目前，在臨床中預防和治療腦缺血再灌注損傷的藥物非常有限。令人欣慰的是，雌二醇和植物雌激素的神經(jīng)保護作用在腦局灶性和全腦性缺血中引起了極大的關(guān)注[11,12]。有研究證明[8]，毛蕊異黃酮具有顯著的抗氧化活性，因此本研究選擇毛蕊異黃酮作為陽性對照藥物。本研究中，通過大鼠體征異常變化判斷神經(jīng)功能缺損的程度、運用干濕重法計算大鼠腦含水量，并且TTC染色能夠直觀地顯示模型大鼠腦梗死的區(qū)域。結(jié)果提示，毛蕊異黃酮能顯著降低大鼠的神經(jīng)病學評分、減輕腦細胞的水腫和腦組織梗死體積，提示其對腦缺血再灌注有保護作用。

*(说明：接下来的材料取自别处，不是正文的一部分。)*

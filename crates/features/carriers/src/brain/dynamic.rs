use crate::brain::Brain;
use crate::carrier::Carrier;
use crate::config::{CarrierConfig, DynamicConfig};
use crate::directory::DynamicCarrierDirectory;
use crate::error::{CarrierError, CarrierErrorExt};
use crate::method_select::MethodSelect;
use crate::pricing::{MethodLabels, PricingService};
use phub_domain::method::{Method, MethodSet};
use phub_domain::rate::{RateRequest, RateResult};
use phub_domain::record::DynamicCarrierRecord;
use std::collections::BTreeSet;
use std::sync::Arc;
use tracing::{debug, instrument};

/// The generic family aggregating every feed-sourced carrier not owned by a static family.
///
/// Its top-level carrier has no method set of its own; methods, titles and point ids
/// exist per record only.
#[derive(Debug, Clone)]
pub struct DynamicBrain {
    family: String,
    select: MethodSelect,
    directory: DynamicCarrierDirectory,
    pricing: Arc<dyn PricingService>,
}

impl DynamicBrain {
    pub fn new(
        family: impl Into<String>,
        directory: DynamicCarrierDirectory,
        pricing: Arc<dyn PricingService>,
    ) -> Self {
        Self { family: family.into(), select: MethodSelect::all(), directory, pricing }
    }

    #[must_use]
    pub const fn directory(&self) -> &DynamicCarrierDirectory {
        &self.directory
    }

    /// # Errors
    /// Propagates directory failures.
    pub fn find_resolvable(&self) -> Result<Vec<DynamicCarrierRecord>, CarrierError> {
        Ok(self.directory.find_resolvable()?)
    }

    /// # Errors
    /// Propagates directory failures.
    pub fn dynamic_carrier_by_id(
        &self,
        id: i64,
    ) -> Result<Option<DynamicCarrierRecord>, CarrierError> {
        Ok(self.directory.find_by_id(id)?)
    }

    /// # Errors
    /// [`CarrierError::Directory`] when the record vanished or the store fails.
    pub fn update_dynamic_carrier_name(
        &self,
        name: &str,
        record: &DynamicCarrierRecord,
    ) -> Result<(), CarrierError> {
        self.directory.rename(record.id, name).context(format!("dynamic carrier {}", record.id))
    }

    /// Whether `record` serves `method` in `country`.
    ///
    /// Strict equality on both country and method; deleted records serve nothing.
    #[must_use]
    pub fn validate_dynamic_carrier(
        &self,
        method: Method,
        country: &str,
        record: &DynamicCarrierRecord,
    ) -> bool {
        !record.deleted && record.country == country && record.method == method
    }

    /// Whether `method` can be collected for `record` in `country`.
    ///
    /// Non-pickup methods need a resolvable point, the country must be indexed for the
    /// method, and the record must validate.
    ///
    /// # Errors
    /// Propagates directory failures.
    pub fn is_available_for_collection(
        &self,
        method: Method,
        country: &str,
        record: &DynamicCarrierRecord,
    ) -> Result<bool, CarrierError> {
        if method != Method::PickupPointDelivery
            && self.resolve_point_id(method, country, Some(record))?.is_none()
        {
            return Ok(false);
        }

        let countries = self.available_countries(&MethodSet::from([method]))?;
        Ok(countries.contains(country) && self.validate_dynamic_carrier(method, country, record))
    }

    /// Family-level allowed methods intersected with the record's single method.
    #[must_use]
    pub fn final_allowed_methods_dynamic(
        &self,
        config: &CarrierConfig,
        dynamic_config: &DynamicConfig,
    ) -> MethodSet {
        self.final_allowed_methods(config)
            .intersection(dynamic_config.allowed_methods())
            .copied()
            .collect()
    }

    /// Collects the offers of one record; `Ok(None)` means the record contributes nothing.
    ///
    /// # Errors
    /// Directory and pricing failures propagate.
    #[instrument(skip_all, fields(carrier = carrier.code(), dynamic_carrier_id = record.id))]
    pub fn collect_rates_dynamic(
        &self,
        carrier: &Carrier,
        request: &RateRequest,
        record: &DynamicCarrierRecord,
    ) -> Result<Option<RateResult>, CarrierError> {
        let config = carrier.config();
        let dynamic_config = DynamicConfig::derive(config, record);

        if !self.is_collection_possible(request, &dynamic_config) {
            debug!("Dynamic carrier inactive or deleted");
            return Ok(None);
        }

        let mut labels = MethodLabels::new();
        for method in self.final_allowed_methods_dynamic(config, &dynamic_config) {
            if !self.is_available_for_collection(method, &request.dest_country_id, record)? {
                debug!(%method, country = %request.dest_country_id, "Method not available");
                continue;
            }
            labels.insert(method, self.select.label(method)?.to_owned());
        }

        if labels.is_empty() {
            return Ok(None);
        }

        let rates = self
            .pricing
            .collect_rates(request, carrier.code(), &dynamic_config, &labels, Some(record.id))
            .context(format!("dynamic carrier {}", record.id))?;

        Ok(Some(rates))
    }
}

impl Brain for DynamicBrain {
    fn family(&self) -> &str {
        &self.family
    }

    fn method_select(&self) -> &MethodSelect {
        &self.select
    }

    fn pricing(&self) -> &dyn PricingService {
        self.pricing.as_ref()
    }

    /// The record's own id when it validates for `method` and `country`.
    fn resolve_point_id(
        &self,
        method: Method,
        country: &str,
        record: Option<&DynamicCarrierRecord>,
    ) -> Result<Option<i64>, CarrierError> {
        let record = record.ok_or_else(|| CarrierError::MissingDynamicContext {
            message: "dynamic point resolution requires a dynamic carrier record".into(),
            context: Some(format!("{method} to {country}").into()),
        })?;

        Ok(self.validate_dynamic_carrier(method, country, record).then_some(record.id))
    }

    fn available_countries(&self, methods: &MethodSet) -> Result<BTreeSet<String>, CarrierError> {
        Ok(self.directory.available_countries(methods)?)
    }

    /// Skips enumeration entirely when collection is impossible for the family config,
    /// then unions the contribution of every resolvable record.
    fn collect_rates(
        &self,
        carrier: &Carrier,
        request: &RateRequest,
    ) -> Result<Option<RateResult>, CarrierError> {
        if !self.is_collection_possible(request, carrier.config()) {
            debug!(carrier = carrier.code(), "Collection not possible, abstaining");
            return Ok(None);
        }

        let mut rates = RateResult::new();
        for record in self.find_resolvable()? {
            if let Some(contribution) = self.collect_rates_dynamic(carrier, request, &record)? {
                rates.append(contribution);
            }
        }

        Ok(Some(rates))
    }

    fn allowed_methods(&self, _config: &CarrierConfig) -> Result<MethodLabels, CarrierError> {
        Ok(MethodLabels::new())
    }

    fn find_configurable(
        &self,
        country: &str,
        methods: &MethodSet,
    ) -> Result<Option<Vec<DynamicCarrierRecord>>, CarrierError> {
        Ok(Some(self.directory.find_configurable(country, methods)?))
    }

    fn is_assignable_to_pricing_rule(&self) -> bool {
        false
    }

    fn as_dynamic(&self) -> Option<&DynamicBrain> {
        Some(self)
    }
}
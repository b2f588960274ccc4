use crate::error::CarrierError;
use crate::pricing::MethodLabels;
use phub_domain::method::{Method, MethodSet};
use std::collections::BTreeMap;

/// The methods a carrier family can offer in principle, with their labels.
#[derive(Debug, Clone, PartialEq, Eq)]
pub struct MethodSelect {
    labels: BTreeMap<Method, String>,
}

impl MethodSelect {
    /// Capability set labelled with [`Method::default_label`].
    pub fn new(methods: impl IntoIterator<Item = Method>) -> Self {
        Self {
            labels: methods.into_iter().map(|m| (m, m.default_label().to_owned())).collect(),
        }
    }

    /// Every catalog method.
    #[must_use]
    pub fn all() -> Self {
        Self::new(Method::ALL)
    }

    /// Overrides the label of a method; methods outside the capability set are ignored.
    #[must_use]
    pub fn with_label(mut self, method: Method, label: impl Into<String>) -> Self {
        if let Some(current) = self.labels.get_mut(&method) {
            *current = label.into();
        }
        self
    }

    #[must_use]
    pub fn methods(&self) -> MethodSet {
        self.labels.keys().copied().collect()
    }

    /// # Errors
    /// [`CarrierError::UnknownMethod`] when `method` is outside the capability set.
    pub fn label(&self, method: Method) -> Result<&str, CarrierError> {
        self.labels.get(&method).map(String::as_str).ok_or_else(|| CarrierError::UnknownMethod {
            message: format!("'{method}' is not offered by this carrier family").into(),
            context: None,
        })
    }

    /// Labels every method in `methods`.
    ///
    /// # Errors
    /// [`CarrierError::UnknownMethod`] on the first method outside the capability set.
    pub fn labels_for(
        &self,
        methods: impl IntoIterator<Item = Method>,
    ) -> Result<MethodLabels, CarrierError> {
        methods
            .into_iter()
            .map(|m| -> Result<_, CarrierError> { Ok((m, self.label(m)?.to_owned())) })
            .collect()
    }
}

#[cfg(test)]
mod tests {
    use super::*;

    #[test]
    fn labels_only_within_capability() {
        let select = MethodSelect::new([Method::PickupPointDelivery, Method::AddressDelivery])
            .with_label(Method::AddressDelivery, "Packeta Home")
            .with_label(Method::DirectAddressDelivery, "ignored");

        assert_eq!(select.label(Method::AddressDelivery).ok(), Some("Packeta Home"));
        assert_eq!(select.label(Method::PickupPointDelivery).ok(), Some("Pickup Point Delivery"));
        let err = select.label(Method::DirectAddressDelivery).expect_err("outside capability");
        assert_eq!(err.kind(), "UnknownMethod");
        assert_eq!(select.methods().len(), 2);
    }

    #[test]
    fn labels_for_fails_on_first_unknown() {
        let select = MethodSelect::new([Method::PickupPointDelivery]);
        assert!(select.labels_for([Method::PickupPointDelivery]).is_ok());
        assert!(select.labels_for([Method::PickupPointDelivery, Method::AddressDelivery]).is_err());
        assert_eq!(MethodSelect::all().methods(), Method::all());
    }
}
use crate::directory::DirectoryError;
use crate::pricing::PricingError;
use std::borrow::Cow;

/// A specialized [`CarrierError`] enum of this crate.
///
/// Abstentions are never errors; they surface as `Ok(None)` or
/// [`RateOutcome::Abstained`](phub_domain::rate::RateOutcome::Abstained).
#[phub_derive::phub_error]
pub enum CarrierError {
    /// A label was requested for a method outside the family's capability set.
    #[error("Unknown method{}: {message}", format_context(.context))]
    UnknownMethod { message: Cow<'static, str>, context: Option<Cow<'static, str>> },
    /// A dynamic operation was invoked without the record it is scoped to.
    #[error("Missing dynamic carrier context{}: {message}", format_context(.context))]
    MissingDynamicContext { message: Cow<'static, str>, context: Option<Cow<'static, str>> },
    #[error("Unknown carrier{}: {message}", format_context(.context))]
    UnknownCarrier { message: Cow<'static, str>, context: Option<Cow<'static, str>> },
    /// The carrier exists but is not served by the dynamic family.
    #[error("Not a dynamic carrier{}: {message}", format_context(.context))]
    NotDynamic { message: Cow<'static, str>, context: Option<Cow<'static, str>> },
    #[error("Duplicate carrier{}: {message}", format_context(.context))]
    DuplicateCarrier { message: Cow<'static, str>, context: Option<Cow<'static, str>> },
    #[error("Dynamic carrier directory error{}: {source}", format_context(.context))]
    Directory { source: DirectoryError, context: Option<Cow<'static, str>> },
    /// Pricing collaborator failure, propagated unchanged.
    #[error("Pricing error{}: {source}", format_context(.context))]
    Pricing { source: PricingError, context: Option<Cow<'static, str>> },
    /// Internal fallback for unexpected issues or logic errors.
    #[error("Internal carrier error{}: {message}", format_context(.context))]
    Internal { message: Cow<'static, str>, context: Option<Cow<'static, str>> },
}

impl CarrierError {
    pub(crate) fn unknown_carrier(code: &str) -> Self {
        Self::UnknownCarrier {
            message: format!("no carrier registered as '{code}'").into(),
            context: None,
        }
    }
}
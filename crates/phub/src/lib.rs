//! Facade crate for `ParcelHub` features and shared modules.
//! Re-exports domain/kernel primitives and composes the carriers slice from configuration.
//! Keep this crate thin: it should compose other crates, not implement business logic.
//!
//! ## Usage
//! ```rust
//! use std::sync::Arc;
//! use phub::carriers::{FlatPricing, MemoryCarrierStore};
//! use phub::domain::config::ShippingConfig;
//! use phub::kernel::settings::Scope;
//!
//! let facade = phub::init(
//!     &ShippingConfig::default(),
//!     Scope::Default,
//!     Arc::new(MemoryCarrierStore::new()),
//!     Arc::new(FlatPricing::new(3.0)),
//! )
//! .unwrap();
//! assert!(facade.carrier("packetery").is_ok());
//! ```

pub use phub_carriers as carriers;
pub use phub_domain as domain;
pub use phub_kernel as kernel;

use phub_carriers::{CarrierError, CarrierFacade, DynamicCarrierStore, PricingService};
use phub_domain::config::ShippingConfig;
use phub_kernel::settings::Scope;
use std::sync::Arc;

/// Registers every configured carrier family and builds the facade.
///
/// Static families come from `config.families`; the dynamic family is registered over
/// `store` unless disabled.
///
/// # Errors
/// [`CarrierError::DuplicateCarrier`] when two families derive the same carrier code.
pub fn init(
    config: &ShippingConfig,
    scope: Scope,
    store: Arc<dyn DynamicCarrierStore>,
    pricing: Arc<dyn PricingService>,
) -> Result<CarrierFacade, CarrierError> {
    let mut builder = CarrierFacade::builder(pricing).scope(scope);

    for family in &config.families {
        builder = builder.static_family(family);
    }

    if config.dynamic.enabled {
        builder = builder.dynamic_family(config.dynamic.name.as_str(), store);
    } else {
        tracing::info!(family = %config.dynamic.name, "Dynamic carrier family disabled");
    }

    builder.build(config)
}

因為ROS可攻擊神經(jīng)細胞的不飽和脂肪酸，引發(fā)的脂質(zhì)過氧化作用會產(chǎn)生大量的MDA，所以腦組織中的MDA 含量高低可間接反映神經(jīng)細胞脂質(zhì)過氧化反應的程度[9,10]。同時腦組織中的SOD 是ROS 的特殊底物誘導酶，能將腦缺血再灌注時產(chǎn)生的ROS 歧化為H2O2和O2，所以腦組織中SOD活性的高低也可在一定程度上反映出機體氧自由基的清除能力[11]。本研究中，SOD的含量在缺氧缺血后明顯降低；而經(jīng)毛蕊異黃酮給藥后，腦組織中SOD含量明顯增加，MDA水平顯著下降，并且隨著治療劑量的增加神經(jīng)細胞的缺血再灌注損傷逐漸減少。這提示毛蕊異黃酮是一種有效的自由基清除劑和抗氧化劑，其作用機制可能是通過增加腦細胞中超氧化物歧化酶的含量，有效清除羥自由基和超氧陰離子。

NF-κB蛋白是機體細胞中廣泛存在的一種轉(zhuǎn)錄因子，不僅在正常生理狀態(tài)下發(fā)揮著重要的生理作用，同時也參與炎性反應等病理生理過程。一些抗炎藥物作用機理就是通過抑制NF-κB蛋白的活化達到減輕炎性反應作用[17,18]。本研究結(jié)果顯示，缺血再灌注組NF-κB表達水平顯著增加，提示NF-κB參與調(diào)節(jié)炎性反應，炎性反應加重腦缺血再灌注的損傷，導致神經(jīng)細胞的死亡[12]，同時高表達的NF-κB 還可以通過啟動細胞凋亡途徑導致神經(jīng)細胞的凋亡，這是腦缺血再灌注損傷的另一重要途徑[13]。毛蕊異黃酮組NF-κB 表達顯著下調(diào)，說明毛蕊異黃酮對大鼠腦缺血再灌注損傷的腦組織NF-κB 的表達有抑制作用，毛蕊異黃酮可能通過抑制大鼠腦組織NF-κB表達，下調(diào)腦組織的炎性反應，進而在神經(jīng)保護中發(fā)揮作用。

綜上所述，毛蕊異黃酮具有神經(jīng)保護作用，可能與抑制缺血再灌注腦組織的炎癥反應有關(guān)，為以后研究毛蕊異黃酮在腦缺血再灌注損傷作用機制提供研究方向。